→ **The problem**
Lines that include "derive" make up the answer; copy all of them from the data below.

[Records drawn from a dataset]
=== Begin Enclosure ===

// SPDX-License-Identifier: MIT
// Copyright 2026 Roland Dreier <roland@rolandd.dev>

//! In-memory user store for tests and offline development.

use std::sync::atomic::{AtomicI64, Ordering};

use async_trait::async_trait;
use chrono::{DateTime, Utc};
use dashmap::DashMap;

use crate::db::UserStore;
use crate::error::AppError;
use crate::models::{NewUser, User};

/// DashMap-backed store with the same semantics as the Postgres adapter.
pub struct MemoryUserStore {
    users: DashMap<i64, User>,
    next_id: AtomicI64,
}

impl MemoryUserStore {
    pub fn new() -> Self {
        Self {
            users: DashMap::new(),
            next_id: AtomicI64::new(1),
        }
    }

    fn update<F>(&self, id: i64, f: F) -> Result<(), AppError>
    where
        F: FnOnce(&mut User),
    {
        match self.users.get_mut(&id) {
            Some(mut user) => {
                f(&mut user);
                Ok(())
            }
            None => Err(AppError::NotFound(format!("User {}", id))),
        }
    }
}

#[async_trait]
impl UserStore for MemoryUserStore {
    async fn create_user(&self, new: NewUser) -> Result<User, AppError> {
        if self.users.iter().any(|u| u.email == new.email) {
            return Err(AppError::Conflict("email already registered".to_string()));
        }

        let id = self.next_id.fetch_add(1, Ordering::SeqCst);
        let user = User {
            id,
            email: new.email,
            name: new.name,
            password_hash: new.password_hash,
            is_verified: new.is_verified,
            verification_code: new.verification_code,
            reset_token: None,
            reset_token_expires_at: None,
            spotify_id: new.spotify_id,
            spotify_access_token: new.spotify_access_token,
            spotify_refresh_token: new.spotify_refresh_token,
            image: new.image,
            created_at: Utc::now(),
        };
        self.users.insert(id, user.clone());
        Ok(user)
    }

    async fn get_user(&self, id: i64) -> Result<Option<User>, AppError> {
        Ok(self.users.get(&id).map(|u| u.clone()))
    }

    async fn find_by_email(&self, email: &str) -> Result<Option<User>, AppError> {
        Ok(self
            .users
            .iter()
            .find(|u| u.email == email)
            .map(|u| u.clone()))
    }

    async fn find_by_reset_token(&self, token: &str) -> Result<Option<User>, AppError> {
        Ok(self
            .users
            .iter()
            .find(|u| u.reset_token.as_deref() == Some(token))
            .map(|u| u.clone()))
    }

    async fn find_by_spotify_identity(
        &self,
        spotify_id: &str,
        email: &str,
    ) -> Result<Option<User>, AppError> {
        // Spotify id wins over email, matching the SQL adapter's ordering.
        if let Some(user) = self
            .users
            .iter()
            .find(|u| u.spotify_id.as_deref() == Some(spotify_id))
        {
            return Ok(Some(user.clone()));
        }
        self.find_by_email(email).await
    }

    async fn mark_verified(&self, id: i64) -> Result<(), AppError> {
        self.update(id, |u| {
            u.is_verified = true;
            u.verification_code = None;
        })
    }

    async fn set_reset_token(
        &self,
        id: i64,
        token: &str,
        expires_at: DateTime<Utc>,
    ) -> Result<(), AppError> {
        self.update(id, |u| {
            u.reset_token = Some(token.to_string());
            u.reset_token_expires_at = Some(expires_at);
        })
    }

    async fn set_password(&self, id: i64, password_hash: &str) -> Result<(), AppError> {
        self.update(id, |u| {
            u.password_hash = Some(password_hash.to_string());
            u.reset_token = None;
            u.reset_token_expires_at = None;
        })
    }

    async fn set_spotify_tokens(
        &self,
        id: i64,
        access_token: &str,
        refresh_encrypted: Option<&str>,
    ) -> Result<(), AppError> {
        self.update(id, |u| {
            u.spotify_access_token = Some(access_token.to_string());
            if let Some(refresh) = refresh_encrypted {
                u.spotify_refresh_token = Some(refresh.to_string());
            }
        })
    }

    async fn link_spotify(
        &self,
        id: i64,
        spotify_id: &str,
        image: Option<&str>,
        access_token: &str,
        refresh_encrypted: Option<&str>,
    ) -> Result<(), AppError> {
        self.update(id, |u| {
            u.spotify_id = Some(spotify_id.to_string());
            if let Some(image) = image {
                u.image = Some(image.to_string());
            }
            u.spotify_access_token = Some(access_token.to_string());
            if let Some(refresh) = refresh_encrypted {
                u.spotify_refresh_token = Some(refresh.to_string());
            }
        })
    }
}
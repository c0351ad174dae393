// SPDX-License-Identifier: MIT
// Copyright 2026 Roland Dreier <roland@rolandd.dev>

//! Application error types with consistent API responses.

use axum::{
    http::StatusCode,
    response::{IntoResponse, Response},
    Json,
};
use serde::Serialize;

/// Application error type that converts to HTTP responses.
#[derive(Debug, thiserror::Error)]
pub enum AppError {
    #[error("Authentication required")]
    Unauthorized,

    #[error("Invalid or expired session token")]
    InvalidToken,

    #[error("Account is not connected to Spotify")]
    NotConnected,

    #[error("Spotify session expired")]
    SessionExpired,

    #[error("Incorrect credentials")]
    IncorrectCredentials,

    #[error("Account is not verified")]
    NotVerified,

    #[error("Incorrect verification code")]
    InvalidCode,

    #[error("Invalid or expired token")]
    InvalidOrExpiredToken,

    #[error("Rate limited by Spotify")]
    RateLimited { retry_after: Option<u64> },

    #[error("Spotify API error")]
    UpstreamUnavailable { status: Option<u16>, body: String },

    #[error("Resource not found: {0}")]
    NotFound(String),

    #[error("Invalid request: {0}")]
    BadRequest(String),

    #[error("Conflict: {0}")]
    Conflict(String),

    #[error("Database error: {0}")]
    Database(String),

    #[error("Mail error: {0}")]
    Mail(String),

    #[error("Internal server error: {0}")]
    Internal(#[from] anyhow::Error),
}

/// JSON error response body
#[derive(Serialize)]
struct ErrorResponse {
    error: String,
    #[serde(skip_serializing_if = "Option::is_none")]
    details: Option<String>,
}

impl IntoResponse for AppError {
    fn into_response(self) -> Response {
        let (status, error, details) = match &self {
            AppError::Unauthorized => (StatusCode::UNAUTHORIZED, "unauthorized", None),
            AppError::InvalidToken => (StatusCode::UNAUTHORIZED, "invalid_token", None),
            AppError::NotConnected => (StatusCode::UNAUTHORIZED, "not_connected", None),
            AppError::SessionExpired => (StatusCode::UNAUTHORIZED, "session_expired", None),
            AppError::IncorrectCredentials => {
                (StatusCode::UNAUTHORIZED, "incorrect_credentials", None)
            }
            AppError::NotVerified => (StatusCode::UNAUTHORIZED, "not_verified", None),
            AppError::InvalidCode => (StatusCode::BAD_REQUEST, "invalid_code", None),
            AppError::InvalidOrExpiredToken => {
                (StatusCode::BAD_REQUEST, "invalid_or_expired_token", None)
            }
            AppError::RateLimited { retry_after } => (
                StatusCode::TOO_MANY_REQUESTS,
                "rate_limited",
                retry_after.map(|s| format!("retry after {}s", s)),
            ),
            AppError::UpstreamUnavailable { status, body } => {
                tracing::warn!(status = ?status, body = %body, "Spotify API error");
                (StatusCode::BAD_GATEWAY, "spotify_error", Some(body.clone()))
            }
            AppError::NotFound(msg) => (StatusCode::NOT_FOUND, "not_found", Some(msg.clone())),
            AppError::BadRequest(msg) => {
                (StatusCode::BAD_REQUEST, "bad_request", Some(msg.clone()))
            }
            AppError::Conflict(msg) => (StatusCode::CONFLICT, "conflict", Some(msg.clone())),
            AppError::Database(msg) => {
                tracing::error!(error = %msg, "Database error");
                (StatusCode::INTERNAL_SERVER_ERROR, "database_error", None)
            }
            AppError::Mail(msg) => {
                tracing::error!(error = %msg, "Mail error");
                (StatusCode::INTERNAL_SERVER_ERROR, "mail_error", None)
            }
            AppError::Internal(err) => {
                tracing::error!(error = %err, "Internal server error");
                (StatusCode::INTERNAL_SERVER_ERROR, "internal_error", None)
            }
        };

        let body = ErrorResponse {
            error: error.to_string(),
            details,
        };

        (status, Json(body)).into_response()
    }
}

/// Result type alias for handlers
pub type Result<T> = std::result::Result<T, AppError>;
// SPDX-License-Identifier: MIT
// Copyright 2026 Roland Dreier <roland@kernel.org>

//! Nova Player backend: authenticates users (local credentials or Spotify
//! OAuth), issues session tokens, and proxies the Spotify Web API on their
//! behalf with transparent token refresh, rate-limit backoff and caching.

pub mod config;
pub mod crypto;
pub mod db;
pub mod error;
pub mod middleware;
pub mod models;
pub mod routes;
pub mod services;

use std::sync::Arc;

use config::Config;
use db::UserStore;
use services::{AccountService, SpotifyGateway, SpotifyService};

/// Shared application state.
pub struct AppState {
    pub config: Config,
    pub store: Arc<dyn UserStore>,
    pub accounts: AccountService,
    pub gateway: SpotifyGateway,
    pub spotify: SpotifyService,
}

=== End Enclosure ===

→ **Written reply**
#[derive(Debug, thiserror::Error)]
#[derive(Serialize)]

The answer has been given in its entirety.